Gomez-Cambronero, professor of physiology and biophysics at Wright State's School of Medicine, has studied white blood cell migration and the chemical agents that signal that movement. "The study of the molecular mechanisms is crucial," he says, "to our understanding of more than 15 human inflammatory diseases where healthy tissue is destroyed."
White blood cells of the innate immune system, according to Dr. Gomez-Cambronero, are natural born killers. Their rapid deployment and toxicity defend us against pathogens and infection on a daily basis. But, too often this defense system goes awry, attacking healthy tissue or lingering too long at the site of injury. The inflammation caused by the immune system's response is just beginning to be recognized as a possible cause for heart disease and cancer as well as for the well-known autoimmune diseases.
We do not know, he explains, exactly what calls the white blood cells into action and, equally as important, what tells them to stop. The chemical agents responsible for this signaling represent a potential for pharmaceutical interventions that would ensure that inflammation subsides when the need for it is gone. Internal inflammation, the same basic biological process that is obvious at the site of a splinter, can cause damage to arterial lining or to the heart itself.
Gomez-Cambronero's research team works with neutrophils, the main white blood cell that destroys foreign material, debris, and bacteria. This cell is on the front line of our defense system and produces active chemicals derived from oxygen, some of which are similar to peroxide and household bleach."It is interesting," says Gomez-Cambronero, "that we use similar compounds to get rid of microbes in our clothes and inside our bodies."

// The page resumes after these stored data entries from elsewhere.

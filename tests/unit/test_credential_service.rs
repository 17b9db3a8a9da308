//! Unit tests for credential storage and token validity.

use std::sync::Arc;

use chrono::{Duration, Utc};
use integration_flow_api::models::{OAuth2Credential, TokenResponse};
use integration_flow_api::services::CredentialService;
use integration_flow_api::storage::{KeyValueStore, MemoryStore, tables};
use serde_json::{Value, json};

fn credential(expiry: Value, age_secs: i64) -> OAuth2Credential {
    let updated_at = Utc::now() - Duration::seconds(age_secs);
    OAuth2Credential {
        id: Some("cred-1".to_string()),
        access_token: "token-abc".to_string(),
        access_token_expiry_time: expiry,
        refresh_token: "refresh-xyz".to_string(),
        refresh_token_expiry_time: json!(604800),
        token_type: "Bearer".to_string(),
        created_at: Some(updated_at),
        updated_at: Some(updated_at),
    }
}

#[test]
fn test_is_valid_expired() {
    // updated 10s ago with a 5s TTL: expired.
    let cred = credential(json!(5), 10);
    assert!(!cred.is_valid(Utc::now()));
}

#[test]
fn test_is_valid_fresh() {
    let cred = credential(json!(3600), 10);
    assert!(cred.is_valid(Utc::now()));
}

#[test]
fn test_is_valid_numeric_string_ttl() {
    let cred = credential(json!("3600"), 10);
    assert!(cred.is_valid(Utc::now()));
}

#[test]
fn test_is_valid_garbage_or_negative_ttl_counts_as_expired() {
    assert!(!credential(json!("soon"), 0).is_valid(Utc::now()));
    assert!(!credential(json!(-1), 0).is_valid(Utc::now()));
    assert!(!credential(json!(null), 0).is_valid(Utc::now()));
}

#[test]
fn test_is_valid_missing_updated_at() {
    let mut cred = credential(json!(3600), 0);
    cred.updated_at = None;
    assert!(!cred.is_valid(Utc::now()));
}

fn tokens(access_token: &str, refresh_token: Option<&str>) -> TokenResponse {
    TokenResponse {
        access_token: access_token.to_string(),
        refresh_token: refresh_token.map(str::to_string),
        expires_in: json!(3600),
        token_type: "Bearer".to_string(),
    }
}

#[tokio::test]
async fn test_save_new_assigns_fresh_id() {
    let store = Arc::new(MemoryStore::new());
    let service = CredentialService::new(store.clone());

    let saved = service
        .save_new(&tokens("access-1", Some("refresh-1")))
        .await
        .unwrap();
    let id = saved.id.clone().expect("fresh id assigned");
    assert!(!id.is_empty());
    assert_eq!(saved.refresh_token, "refresh-1");
    assert_eq!(saved.refresh_token_expiry_time, json!(604800));

    let stored = store
        .get(tables::OAUTH2_CREDENTIAL, &id)
        .await
        .unwrap()
        .expect("record persisted");
    assert_eq!(stored.get("access_token"), Some(&json!("access-1")));

    // A second bootstrap gets its own id.
    let again = service
        .save_new(&tokens("access-2", Some("refresh-2")))
        .await
        .unwrap();
    assert_ne!(again.id, saved.id);
}

#[tokio::test]
async fn test_save_new_requires_refresh_token() {
    let store = Arc::new(MemoryStore::new());
    let service = CredentialService::new(store);
    assert!(service.save_new(&tokens("access-1", None)).await.is_err());
}

#[tokio::test]
async fn test_refresh_in_place_keeps_id_and_refresh_token() {
    let store = Arc::new(MemoryStore::new());
    let service = CredentialService::new(store.clone());
    store
        .put(
            tables::OAUTH2_CREDENTIAL,
            "cred-1",
            serde_json::to_value(credential(json!(5), 100)).unwrap(),
        )
        .await
        .unwrap();

    let updated = service
        .refresh_in_place("cred-1", &tokens("access-new", None))
        .await
        .unwrap();

    assert_eq!(updated.id.as_deref(), Some("cred-1"));
    assert_eq!(updated.access_token, "access-new");
    assert_eq!(updated.access_token_expiry_time, json!(3600));
    // Refresh token and its TTL are untouched.
    assert_eq!(updated.refresh_token, "refresh-xyz");
    assert!(updated.is_valid(Utc::now()));
}

#[tokio::test]
async fn test_refresh_in_place_missing_record() {
    let store = Arc::new(MemoryStore::new());
    let service = CredentialService::new(store);
    assert!(
        service
            .refresh_in_place("no-such-cred", &tokens("x", None))
            .await
            .is_err()
    );
}
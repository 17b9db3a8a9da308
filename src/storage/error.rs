//! Storage error types for the key-value backends.

use serde::{Deserialize, Serialize};
use thiserror::Error;

/// Storage operation errors.
#[derive(Error, Debug, Clone, Serialize, Deserialize)]
#[serde(tag = "type", rename_all = "SCREAMING_SNAKE_CASE")]
pub enum StorageError {
    /// Record not found
    #[error("Record not found: {table} with key {key}")]
    NotFound { table: String, key: String },
    /// Record could not be (de)serialized
    #[error("Serialization error: {0}")]
    Serialization(String),
    /// General storage error
    #[error("Storage error: {0}")]
    Other(String),
}
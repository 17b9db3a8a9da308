//! Tracing setup.

use tracing_subscriber::EnvFilter;

/// Initialize the global tracing subscriber.
///
/// `RUST_LOG` controls the level (default: info). Safe to call more than
/// once; later calls are no-ops.
pub fn init_tracing() {
    let env_filter =
        EnvFilter::try_from_default_env().unwrap_or_else(|_| EnvFilter::new("info"));

    let _ = tracing_subscriber::fmt()
        .with_env_filter(env_filter)
        .with_writer(std::io::stderr)
        .with_ansi(false)
        .try_init();
}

When we are injured, cells near the wound immediately send "emergency assistance" signals. These signals travel into the healthy cells near the wound and into nearby blood vessels, calling to the damage site three kinds of cells. First to appear is the "repair crew," infection-fighting white blood cells. Next to arrive are new skin cells and endothelial cells needed to form new blood vessels and to begin wound healing.

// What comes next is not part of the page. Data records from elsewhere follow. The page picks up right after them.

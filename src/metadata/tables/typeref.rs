//! `TypeRef` table (0x01) rows, ECMA-335 II.22.38.

use crate::{
    file::io::read_le_at_dyn,
    metadata::{
        tables::{CodedIndex, CodedIndexType, RowReadable, TableId, TableInfoRef},
        token::Token,
    },
    Result,
};

/// A raw `TypeRef` row (0x01)
#[derive(Debug, Clone, PartialEq)]
pub struct TypeRefRaw {
    /// 1-based row index
    pub rid: u32,
    /// Metadata token of the row
    pub token: Token,
    /// `ResolutionScope` coded index. A `TypeRef` scope marks a nested type reference.
    pub resolution_scope: CodedIndex,
    /// `#Strings` index of the name
    pub type_name: u32,
    /// `#Strings` index of the namespace
    pub type_namespace: u32,
}

impl RowReadable for TypeRefRaw {
    const TABLE_ID: TableId = TableId::TypeRef;

    fn row_read(data: &[u8], offset: &mut usize, rid: u32, sizes: &TableInfoRef) -> Result<Self> {
        Ok(TypeRefRaw {
            rid,
            token: Token::from_parts(TableId::TypeRef as u8, rid),
            resolution_scope: sizes.decode_coded_index(
                read_le_at_dyn(
                    data,
                    offset,
                    sizes.is_large_coded(CodedIndexType::ResolutionScope),
                )?,
                CodedIndexType::ResolutionScope,
            )?,
            type_name: read_le_at_dyn(data, offset, sizes.is_large_str())?,
            type_namespace: read_le_at_dyn(data, offset, sizes.is_large_str())?,
        })
    }

    #[rustfmt::skip]
    fn row_size(sizes: &TableInfoRef) -> u32 {
        u32::from(
            /* resolution_scope */ sizes.coded_index_bytes(CodedIndexType::ResolutionScope) +
            /* type_name */        sizes.str_bytes() +
            /* type_namespace */   sizes.str_bytes()
        )
    }
}
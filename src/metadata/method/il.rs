//! CIL instruction boundaries.
//!
//! Sequence points refer to instructions by their IL offset. Finding those offsets only requires
//! the encoded length of every instruction, which is fully determined by its opcode and, for
//! `switch`, by the case count that follows it.

use crate::{file::parser::Parser, Result};

/// Encoding of an instruction operand (ECMA-335 III.1.9)
#[derive(Debug, Clone, Copy, PartialEq, Eq)]
pub enum OperandType {
    /// No operand
    None,
    /// 1 byte: short branch targets, `ldc.i4.s`, short argument and local indices
    Int8,
    /// 2 byte: long argument and local indices
    UInt16,
    /// 4 byte: `ldc.i4`, `ldc.r4`, long branch targets
    Int32,
    /// 8 byte: `ldc.i8`, `ldc.r8`
    Int64,
    /// 4 byte metadata token
    Token,
    /// `switch`: 4 byte case count, followed by that many 4 byte targets
    Switch,
}

/// Operand encoding of a single byte opcode, `None` for reserved opcodes.
#[must_use]
pub fn operand_type(opcode: u8) -> Option<OperandType> {
    let op_type = match opcode {
        0x24 | 0x77 | 0x78 | 0xA6..=0xB2 | 0xBB..=0xC1 | 0xC4 | 0xC5 | 0xC7..=0xCF | 0xE1..=0xFF => {
            return None;
        }
        0x0E..=0x13 | 0x1F | 0x2B..=0x37 | 0xDE => OperandType::Int8,
        0x20 | 0x22 | 0x38..=0x44 | 0xDD => OperandType::Int32,
        0x21 | 0x23 => OperandType::Int64,
        0x27..=0x29
        | 0x6F..=0x75
        | 0x79
        | 0x7B..=0x81
        | 0x8C
        | 0x8D
        | 0x8F
        | 0xA3..=0xA5
        | 0xC2
        | 0xC6
        | 0xD0 => OperandType::Token,
        0x45 => OperandType::Switch,
        _ => OperandType::None,
    };

    Some(op_type)
}

/// Operand encoding of an `0xFE` prefixed opcode, `None` for reserved opcodes.
#[must_use]
pub fn operand_type_fe(opcode: u8) -> Option<OperandType> {
    let op_type = match opcode {
        0x08 | 0x10 | 0x1B | 0x1F..=0xFF => return None,
        0x06 | 0x07 | 0x15 | 0x16 | 0x1C => OperandType::Token,
        0x09..=0x0E => OperandType::UInt16,
        0x12 | 0x19 => OperandType::Int8,
        _ => OperandType::None,
    };

    Some(op_type)
}

/// Skip the instruction at the current position of `parser`, returning its size in bytes.
///
/// # Errors
/// Returns [`crate::Error::Malformed`] for reserved opcodes, [`crate::Error::OutOfBounds`] if
/// the operand is truncated.
pub fn skip_instruction(parser: &mut Parser) -> Result<usize> {
    let start = parser.pos();
    let first_byte = parser.read_le::<u8>()?;

    let op_type = match first_byte {
        0xFE => {
            let second_byte = parser.read_le::<u8>()?;
            operand_type_fe(second_byte)
                .ok_or_else(|| malformed_error!("Invalid opcode: FE {:02X}", second_byte))?
        }
        _ => operand_type(first_byte)
            .ok_or_else(|| malformed_error!("Invalid opcode: {:02X}", first_byte))?,
    };

    match op_type {
        OperandType::None => {}
        OperandType::Int8 => parser.advance_by(1)?,
        OperandType::UInt16 => parser.advance_by(2)?,
        OperandType::Int32 | OperandType::Token => parser.advance_by(4)?,
        OperandType::Int64 => parser.advance_by(8)?,
        OperandType::Switch => {
            let case_count = parser.read_le::<u32>()? as usize;
            let targets = case_count
                .checked_mul(4)
                .ok_or(out_of_bounds_error!())?;
            parser.advance_by(targets)?;
        }
    }

    Ok(parser.pos() - start)
}

/// IL offsets of every instruction in `code`, in stream order.
///
/// # Errors
/// Returns an error if the stream contains a reserved opcode or ends inside an instruction.
pub fn instruction_offsets(code: &[u8]) -> Result<Vec<u32>> {
    let mut parser = Parser::new(code);
    let mut offsets = Vec::new();

    while parser.has_more_data() {
        let offset = u32::try_from(parser.pos())
            .map_err(|_| malformed_error!("IL stream too large - {}", code.len()))?;
        offsets.push(offset);
        skip_instruction(&mut parser)?;
    }

    Ok(offsets)
}

#[cfg(test)]
mod tests {
    use super::*;
    use crate::Error;

    #[test]
    fn offsets_mixed_stream() {
        #[rustfmt::skip]
        let code = [
            0x00,                               // 0: nop
            0x1F, 0x2A,                         // 1: ldc.i4.s 42
            0x20, 0x01, 0x00, 0x00, 0x00,       // 3: ldc.i4 1
            0x21, 0, 0, 0, 0, 0, 0, 0, 0,       // 8: ldc.i8 0
            0x28, 0x01, 0x00, 0x00, 0x0A,       // 17: call
            0xFE, 0x0C, 0x01, 0x00,             // 22: ldloc 1
            0xFE, 0x06, 0x02, 0x00, 0x00, 0x06, // 26: ldftn
            0x45, 0x02, 0x00, 0x00, 0x00,       // 32: switch (2 targets)
            0x00, 0x00, 0x00, 0x00,
            0x04, 0x00, 0x00, 0x00,
            0x2B, 0x00,                         // 45: br.s
            0xFE, 0x1A,                         // 47: rethrow
            0x2A,                               // 49: ret
        ];

        assert_eq!(
            instruction_offsets(&code).unwrap(),
            vec![0, 1, 3, 8, 17, 22, 26, 32, 45, 47, 49]
        );
    }

    #[test]
    fn empty_stream() {
        assert!(instruction_offsets(&[]).unwrap().is_empty());
    }

    #[test]
    fn reserved_opcodes() {
        assert!(matches!(instruction_offsets(&[0x24]), Err(Error::Malformed { .. })));
        assert!(matches!(
            instruction_offsets(&[0xFE, 0x08]),
            Err(Error::Malformed { .. })
        ));
        assert!(operand_type(0xE0).is_some());
        assert!(operand_type(0xE1).is_none());
        assert!(operand_type_fe(0x1E).is_some());
    }

    #[test]
    fn truncated_operand() {
        assert!(matches!(
            instruction_offsets(&[0x00, 0x28, 0x01]),
            Err(Error::OutOfBounds { .. })
        ));
        assert!(instruction_offsets(&[0x45, 0xFF, 0xFF, 0xFF, 0xFF]).is_err());
    }
}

Gomez-Cambronero has discovered that one of these emergency chemical signals is GM-GSF, a natural hormone normally produced in bone marrow. He has also discovered that a fungal product, Rapamycin, has a profound inhibitory effect on cell migration and upon the molecular signaling mechanisms that take place inside those cells. These findings have great implication in a wide variety of inflammation-related tissue injury and disease as well as leukemia. In leukemia, the white blood cells born in the bone marrow become more numerous but never reach the status of mature infection-fighting cells and they do not respond to the chemical signaling in the same way as healthy neutrophils.
Gomez-Cambronero has authored or coauthored articles on this research theory in four scientific journals in the past year, and he now serves as an ad hoc grant panel reviewer for the National Institutes of Health.
Dr. Julian Gomez-Cambronero received his Ph.D. (cum laude) in Biochemistry and Immunology at the Complutense University in Madrid, Spain. He was a postdoctoral fellow at the University of Connecticut Health Center. He joined Wright State faculty in 1995 and has been continuously funded by the American Heart Association and the National Institutes of Health.